Information below:

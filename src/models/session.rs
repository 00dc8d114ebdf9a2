// src/models/session.rs

use serde::{Deserialize, Serialize};

use crate::models::question::PublicQuestion;

/// One recorded answer. At most one per question per session; a later
/// answer for the same question replaces the earlier one.
#[derive(Debug, Clone, Serialize)]
pub struct Answer {
    pub question_id: i64,

    /// `None` for the implicit skip recorded when the countdown expires
    /// with no option selected.
    pub selected_option_index: Option<usize>,

    pub is_correct: bool,

    /// Wall-clock seconds between the question being shown and the session
    /// advancing past it. Stamped on advance.
    pub time_spent_seconds: i64,

    pub answered_at_epoch_ms: i64,
}

/// Immutable summary produced exactly once when a session finishes.
///
/// Questions skipped by the user (discarded answers) count toward neither
/// `correct_count` nor `wrong_count`; questions that timed out untouched
/// carry a skip-answer and count as wrong.
#[derive(Debug, Clone, Serialize)]
pub struct QuizResult {
    pub total_questions: usize,
    pub correct_count: usize,
    pub wrong_count: usize,
    pub score_percent: f64,
    pub answers: Vec<Answer>,
    pub total_time_spent_seconds: i64,
    pub average_time_spent_seconds: f64,
}

/// DTO returned when a session is created or restarted.
#[derive(Debug, Serialize)]
pub struct StartQuizResponse {
    pub session_id: String,
    pub question: PublicQuestion,
    /// 1-based position of the served question.
    pub question_number: usize,
    pub total_questions: usize,
    pub seconds_per_question: i64,
}

/// DTO for recording an answer to the current question.
#[derive(Debug, Deserialize)]
pub struct AnswerRequest {
    pub option_index: usize,
}

/// DTO echoing the verdict so the client can render the explanation panel.
#[derive(Debug, Serialize)]
pub struct AnswerResponse {
    pub is_correct: bool,
    pub correct_option_index: usize,
    pub explanation: String,
}

/// DTO for moving past the current question. `skip` discards any recorded
/// answer first.
#[derive(Debug, Default, Deserialize)]
pub struct AdvanceRequest {
    #[serde(default)]
    pub skip: bool,
}

#[derive(Debug, Serialize)]
pub struct AdvanceResponse {
    pub finished: bool,
    #[serde(skip_serializing_if = "Option::is_none")]
    pub question: Option<PublicQuestion>,
    #[serde(skip_serializing_if = "Option::is_none")]
    pub question_number: Option<usize>,
    pub total_questions: usize,
    #[serde(skip_serializing_if = "Option::is_none")]
    pub result: Option<QuizResult>,
}

/// Snapshot of a live session, served on page reloads.
#[derive(Debug, Serialize)]
pub struct SessionView {
    pub state: &'static str,
    pub question_number: Option<usize>,
    pub total_questions: usize,
    #[serde(skip_serializing_if = "Option::is_none")]
    pub question: Option<PublicQuestion>,
    #[serde(skip_serializing_if = "Option::is_none")]
    pub remaining_seconds: Option<i64>,
    /// Whether the current question already has a recorded answer.
    pub answered: bool,
    #[serde(skip_serializing_if = "Option::is_none")]
    pub selected_option_index: Option<usize>,
    pub started_at_epoch_ms: i64,
    #[serde(skip_serializing_if = "Option::is_none")]
    pub result: Option<QuizResult>,
}
// src/error.rs

use axum::{
    Json,
    http::StatusCode,
    response::{IntoResponse, Response},
};
use serde_json::json;
use std::fmt;

use crate::quiz::machine::MachineError;
use crate::quiz::store::SessionError;
use crate::registrar::RegistrationError;
use crate::repos::participants::StoreError;

/// Global Application Error Enum.
/// Centralizes error handling and mapping to HTTP responses.
#[derive(Debug)]
pub enum AppError {
    // 500 Internal Server Error
    InternalServerError(String),

    // 400 Bad Request
    BadRequest(String),

    // 404 Not Found
    NotFound(String),

    // 409 Conflict (e.g., duplicate participant, invalid transition)
    Conflict(String),

    // 503: the backing store is missing, broken or unreachable
    ServiceUnavailable(String),
}

impl fmt::Display for AppError {
    fn fmt(&self, f: &mut fmt::Formatter<'_>) -> fmt::Result {
        write!(f, "{:?}", self)
    }
}

impl std::error::Error for AppError {}

/// Implements `IntoResponse` for `AppError`.
/// Converts the error into a JSON response with appropriate HTTP status code.
impl IntoResponse for AppError {
    fn into_response(self) -> Response {
        let (status, error_message) = match self {
            AppError::InternalServerError(msg) => {
                tracing::error!("Internal Server Error: {}", msg);
                (
                    StatusCode::INTERNAL_SERVER_ERROR,
                    "Internal Server Error".to_string(),
                )
            }
            AppError::BadRequest(msg) => (StatusCode::BAD_REQUEST, msg),
            AppError::NotFound(msg) => (StatusCode::NOT_FOUND, msg),
            AppError::Conflict(msg) => (StatusCode::CONFLICT, msg),
            AppError::ServiceUnavailable(msg) => (StatusCode::SERVICE_UNAVAILABLE, msg),
        };
        let body = Json(json!({
            "error": error_message,
        }));

        (status, body).into_response()
    }
}

/// Session and state-machine rejections. Invalid transitions are interface
/// guards, so they map to 4xx rather than 500.
impl From<SessionError> for AppError {
    fn from(err: SessionError) -> Self {
        match err {
            SessionError::NotFound => {
                AppError::NotFound("Session not found or expired".to_string())
            }
            SessionError::NotFinished => {
                AppError::Conflict("Quiz is not finished yet".to_string())
            }
            SessionError::Machine(MachineError::InvalidOption) => {
                AppError::BadRequest("Selected option does not exist".to_string())
            }
            SessionError::Machine(MachineError::EmptyBank) => {
                AppError::ServiceUnavailable("No questions are configured".to_string())
            }
            SessionError::Machine(MachineError::AlreadyStarted) => {
                AppError::Conflict("Quiz is already in progress".to_string())
            }
            SessionError::Machine(MachineError::NotInProgress) => {
                AppError::Conflict("Quiz is not in progress".to_string())
            }
        }
    }
}

/// One inline message per registration error kind; raw storage errors are
/// logged here and never shown to end users.
impl From<RegistrationError> for AppError {
    fn from(err: RegistrationError) -> Self {
        match err {
            RegistrationError::Duplicate => AppError::Conflict(
                "This email or phone number has already participated".to_string(),
            ),
            RegistrationError::StorageMisconfigured => {
                tracing::error!("participants storage is misconfigured");
                AppError::ServiceUnavailable(
                    "Registration is temporarily unavailable, please try later".to_string(),
                )
            }
            RegistrationError::PermissionDenied => {
                tracing::error!("storage rejected the write: permission denied");
                AppError::ServiceUnavailable(
                    "Registration is temporarily unavailable, please try later".to_string(),
                )
            }
            RegistrationError::StorageUnavailable(msg) => {
                tracing::warn!("storage unavailable during registration: {}", msg);
                AppError::ServiceUnavailable(
                    "Registration is temporarily unavailable, please try again shortly"
                        .to_string(),
                )
            }
            RegistrationError::Unknown(msg) => AppError::InternalServerError(msg),
        }
    }
}

/// Read-side storage failures (leaderboard queries).
impl From<StoreError> for AppError {
    fn from(err: StoreError) -> Self {
        match err {
            StoreError::TableMissing | StoreError::PermissionDenied => {
                tracing::error!("leaderboard storage error: {}", err);
                AppError::ServiceUnavailable(
                    "Leaderboard is temporarily unavailable".to_string(),
                )
            }
            StoreError::Unavailable(msg) => {
                tracing::warn!("storage unavailable during leaderboard read: {}", msg);
                AppError::ServiceUnavailable(
                    "Leaderboard is temporarily unavailable".to_string(),
                )
            }
            other => AppError::InternalServerError(other.to_string()),
        }
    }
}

End of Information.

» **Work required**
Your answer should consist of all lines in the listing above that contain "StoreError".

» **Result**
use crate::repos::participants::StoreError;
impl From<StoreError> for AppError {
    fn from(err: StoreError) -> Self {
            StoreError::TableMissing | StoreError::PermissionDenied => {
            StoreError::Unavailable(msg) => {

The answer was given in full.